Although Cortes promoted chocolate as a “divine drink which builds up resistance and fights fatigue. A cup of this precious drink permits a man to walk for a whole day without food” (Szogi, 45), chocolate was not at first accepted by the Spaniards.
“It [chocolate] seemed more of a drink for pigs, than a drink for humanity. I was in this country for more than a year, and never wanted to taste it, and whenever I passed a settlement, some Indian would offer me a drink of it, and would be amazed when I would not accept, going away laughing. But then, as there was a shortage of wine, so as not to be always drinking water, I did like the others. The taste is somewhat bitter, it satisfies and refreshes the body, but does not inebriate, and it is the best and most expensive merchandise, according to the Indians of that country.”
-Girolamo Benzoni, 1575
However, chocolate soon became one of the most luxurious items in Europe as well when sugar was added.
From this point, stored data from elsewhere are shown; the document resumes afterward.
impl From<&Path> for PsfSource {
    fn from(p: &Path) -> Self {
        PsfSource::Path(p.to_path_buf())
    }
}

impl From<AnyVolume> for PsfSource {
    fn from(v: AnyVolume) -> Self {
        PsfSource::Volume(v)
    }
}

impl From<Volume<u16>> for PsfSource {
    fn from(v: Volume<u16>) -> Self {
        PsfSource::Volume(v.into())
    }
}

impl From<Volume<f32>> for PsfSource {
    fn from(v: Volume<f32>) -> Self {
        PsfSource::Volume(v.into())
    }
}

/// Serialized size of the OTF a PSF of this shape would produce.
///
/// The radially averaged OTF keeps full Z resolution but only the
/// non-redundant half of X (real-FFT symmetry), one 4-byte pair per
/// complex sample, plus a fixed header. Pure and deterministic;
/// monotonic non-decreasing in both Z and X.
pub fn predict_otf_size(shape: VolumeShape) -> usize {
    let samples = shape.nz as usize * 2 * (shape.nx as usize / 2 + 1);
    OTF_HEADER_BYTES + samples * 4
}

/// [`predict_otf_size`] for a source whose geometry may live on disk.
///
/// File sources read only the TIFF header. Fails with
/// [`ComputeError::InvalidInput`] when the path names no file.
pub fn predict_otf_size_of(source: &PsfSource) -> ComputeResult<usize> {
    match source {
        PsfSource::Volume(v) => Ok(predict_otf_size(v.shape())),
        PsfSource::Path(p) if p.is_file() => Ok(predict_otf_size(tiff::read_dims(p)?)),
        PsfSource::Path(p) => Err(ComputeError::invalid_input(format!(
            "PSF must be an existing file or a volume, got path {}",
            p.display()
        ))),
    }
}

/// Bounds for [`cap_psf_size`].
#[derive(Debug, Clone)]
pub struct CapOptions {
    /// OTF byte budget; `None` disables capping entirely.
    pub max_bytes: Option<usize>,
    /// Smallest XY budget considered before trading Z for XY instead.
    pub min_xy: u32,
    /// Reserved Z floor; the current budget math never applies it.
    pub min_nz: u32,
}

impl Default for CapOptions {
    fn default() -> Self {
        Self {
            max_bytes: Some(DEFAULT_MAX_OTF_SIZE),
            min_xy: 200,
            min_nz: 20,
        }
    }
}

impl CapOptions {
    /// Options with the given budget and default floors.
    pub fn with_budget(max_bytes: Option<usize>) -> Self {
        Self {
            max_bytes,
            ..Self::default()
        }
    }
}

/// Crops a PSF so its OTF stays within a byte budget.
///
/// Within-budget inputs are returned unchanged. Oversized inputs are
/// cropped symmetrically about the intensity peak (first maximum in scan
/// order): the Z extent is the largest symmetric window that stays inside
/// the stack; if the XY budget implied by that window falls below
/// `min_xy`, the Z window is recomputed for a `min_xy`-wide crop instead.
/// The crop clips at the volume edges and never indexes negatively.
///
/// Post-condition: `predict_otf_size` of the result is within budget,
/// otherwise [`ComputeError::CapFailure`] - an internal defect, not a
/// user error.
pub fn cap_psf_size<T: Voxel>(
    psf: &Volume<T>,
    options: &CapOptions,
) -> ComputeResult<Volume<T>> {
    let Some(max_bytes) = options.max_bytes else {
        return Ok(psf.clone());
    };
    if predict_otf_size(psf.shape()) <= max_bytes {
        return Ok(psf.clone());
    }

    let shape = psf.shape();
    let (zc, yc, xc) = psf.peak_index();

    // largest symmetric Z window around the peak that stays in bounds
    let half_nz = shape.nz / 2;
    let mut out_nz = 2 * (half_nz - zc.abs_diff(half_nz));

    // widest X the budget allows at that Z window; if it dips below the
    // XY floor, trade Z for XY instead
    let out_nx = if out_nz == 0 {
        0
    } else {
        (max_bytes / (out_nz as usize * 4)).saturating_sub(2) as u32
    };
    if out_nx < options.min_xy {
        out_nz = (max_bytes / ((1 + options.min_xy as usize / 2) * 8)) as u32;
    }

    let cropped = psf.crop_around((zc, yc, xc), (out_nz, out_nz, out_nz))?;

    let predicted = predict_otf_size(cropped.shape());
    if predicted > max_bytes {
        return Err(ComputeError::CapFailure {
            shape: cropped.shape(),
            predicted,
            budget: max_bytes,
        });
    }
    debug!(from = %shape, to = %cropped.shape(), predicted, "capped PSF");
    Ok(cropped)
}

fn cap_any(psf: &AnyVolume, options: &CapOptions) -> ComputeResult<AnyVolume> {
    Ok(match psf {
        AnyVolume::U16(v) => AnyVolume::U16(cap_psf_size(v, options)?),
        AnyVolume::F32(v) => AnyVolume::F32(cap_psf_size(v, options)?),
    })
}

fn temp_tif() -> ComputeResult<TempPath> {
    let file = tempfile::Builder::new()
        .prefix("decon-")
        .suffix(".tif")
        .tempfile()
        .map_err(decon_io::IoError::from)?;
    Ok(file.into_temp_path())
}

/// Scoped provider of a PSF path guaranteed to satisfy an OTF byte budget.
///
/// Within-budget file inputs are borrowed as-is; everything else is
/// capped and written to a temp file that is removed when this value
/// drops - on success, error, and panic alike.
pub struct CappedPsf {
    path: PathBuf,
    _temp: Option<TempPath>,
}

impl CappedPsf {
    /// Prepares a budget-satisfying PSF path from any source.
    pub fn prepare(source: &PsfSource, max_bytes: Option<usize>) -> ComputeResult<Self> {
        let options = CapOptions::with_budget(max_bytes);

        let volume = match source {
            PsfSource::Path(p) if p.is_file() => {
                if predict_otf_size_of(source)? <= max_bytes.unwrap_or(usize::MAX) {
                    return Ok(Self {
                        path: p.clone(),
                        _temp: None,
                    });
                }
                tiff::read_volume(p)?
            }
            PsfSource::Path(p) => {
                return Err(ComputeError::invalid_input(format!(
                    "PSF must be an existing file or a volume, got path {}",
                    p.display()
                )));
            }
            PsfSource::Volume(v) => v.clone(),
        };

        let capped = cap_any(&volume, &options)?;
        let temp = temp_tif()?;
        tiff::write_volume(&temp, &capped)?;
        Ok(Self {
            path: temp.to_path_buf(),
            _temp: Some(temp),
        })
    }

    /// The budget-satisfying PSF file.
    pub fn path(&self) -> &Path {
        &self.path
    }
}

/// Parameters for OTF generation.
#[derive(Debug, Clone)]
pub struct OtfConfig {
    /// PSF Z-step size in microns.
    pub dzpsf: f32,
    /// PSF XY pixel size in microns.
    pub dxpsf: f32,
    /// Emission wavelength in nanometers.
    pub wavelength_nm: u32,
    /// Numerical aperture.
    pub na: f32,
    /// Refractive index of the immersion medium.
    pub nimm: f32,
    /// Background to subtract; `None` lets the backend autodetect.
    pub background: Option<f32>,
    /// Zero pixels outside this radial limit (0 = derive from NA/NIMM).
    pub krmax: u32,
    /// Extrapolate kr=1..=this pixel to fix the kr=0 origin value.
    pub fixorigin: u32,
    /// Clean up outside the OTF support.
    pub cleanup: bool,
    /// OTF byte budget applied to the PSF; `None` disables capping.
    pub max_otf_size: Option<usize>,
}

impl Default for OtfConfig {
    fn default() -> Self {
        Self {
            dzpsf: 0.1,
            dxpsf: 0.1,
            wavelength_nm: 520,
            na: 1.25,
            nimm: 1.3,
            background: None,
            krmax: 0,
            fixorigin: 10,
            cleanup: false,
            max_otf_size: Some(DEFAULT_MAX_OTF_SIZE),
        }
    }
}

/// Generates a radially averaged OTF file at `out_path` from a PSF.
///
/// The PSF is capped under `config.max_otf_size` first; any temp file
/// that capping creates is removed before this returns.
pub fn make_otf<O: NativeBackend>(
    backend: &O,
    psf: &PsfSource,
    out_path: &Path,
    config: &OtfConfig,
) -> ComputeResult<()> {
    let capped = CappedPsf::prepare(psf, config.max_otf_size)?;
    backend.otf_generate(&OtfGenRequest {
        psf_path: capped.path(),
        out_path,
        wavelength_nm: config.wavelength_nm,
        dzpsf: config.dzpsf,
        fixorigin: config.fixorigin,
        background: config.background,
        na: config.na,
        nimm: config.nimm,
        dxpsf: config.dxpsf,
        krmax: config.krmax,
        cleanup: config.cleanup,
    })?;
    debug!(otf = %out_path.display(), "generated OTF");
    Ok(())
}

/// A ready-to-use OTF path, with scoped cleanup of anything temporary.
#[derive(Debug)]
pub struct ResolvedOtf {
    path: PathBuf,
    _temp: Option<TempPath>,
}

impl ResolvedOtf {
    /// The OTF file to hand to session init.
    pub fn path(&self) -> &Path {
        &self.path
    }
}

/// Normalizes a PSF-or-OTF input into the path of a usable OTF file.
///
/// - a path classified as an OTF is borrowed directly;
/// - an in-memory volume classified as an OTF is rejected with
///   [`ComputeError::UnsupportedInput`] (numeric OTF arrays are not
///   supported);
/// - anything else is treated as a PSF: materialized to a temp file when
///   in-memory, capped, and run through the OTF generation backend into a
///   temp path that lives exactly as long as the returned value.
pub fn resolve_otf<O: NativeBackend>(
    backend: &O,
    source: &PsfSource,
    config: &OtfConfig,
) -> ComputeResult<ResolvedOtf> {
    match source {
        PsfSource::Path(p) => {
            if !p.is_file() {
                return Err(ComputeError::invalid_input(format!(
                    "PSF/OTF path does not exist: {}",
                    p.display()
                )));
            }
            if detect::path_is_otf(p)? {
                return Ok(ResolvedOtf {
                    path: p.clone(),
                    _temp: None,
                });
            }
        }
        PsfSource::Volume(v) => {
            if detect::volume_is_otf(v) {
                return Err(ComputeError::unsupported_input(
                    "OTFs can only be provided as files, not in-memory arrays",
                ));
            }
        }
    }

    let temp = temp_tif()?;
    make_otf(backend, source, &temp, config)?;
    Ok(ResolvedOtf {
        path: temp.to_path_buf(),
        _temp: Some(temp),
    })
}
The Spaniards had a major sweet tooth since the introduction of sugar in the medieval times, so as the Spanish men began to take indigenous wives, there was a blending of not only culture but the way chocolate was made (Coe, 111). Chocolate began to be consumed hot, rather than cold, and was flavored with cinnamon instead of chili powder (Coe, 115). The following recipe shows how there was a mixture of European and Native spices and ingredients within the production of chocolate.
Recipe of Antonio Collmenero de Ledesma 1644 (Coe, 136)
100 cacao beans
2 chilies (black pepper may be substituted)
A handful of anise
2 mecasuchbiles (mecaxochitl)
(lacking the above two spices, powdered roses of Alexandria may be used)
2 oz cinnamon (60g)
12 almonds and as many hazelnuts
1/2lb (450g) sugar
Achiote to taste
Beyond how chocolate was made, the way it was consumed changed as well. In the Baroque Age of Spain chocolate became a common occurrence among the Spanish royals and nobles, and in the beginning they probably followed the Mesoamerican way of drinking chocolate from gourds or clay (Coe, 137). However, around the mid-17th century, the Marques de Mancera was horrified at this messy way of drinking chocolate and thus invented the mancerina. This was a plate or saucer with a ring in the middle that would keep a cup in place to reduce spillage (Coe, 137).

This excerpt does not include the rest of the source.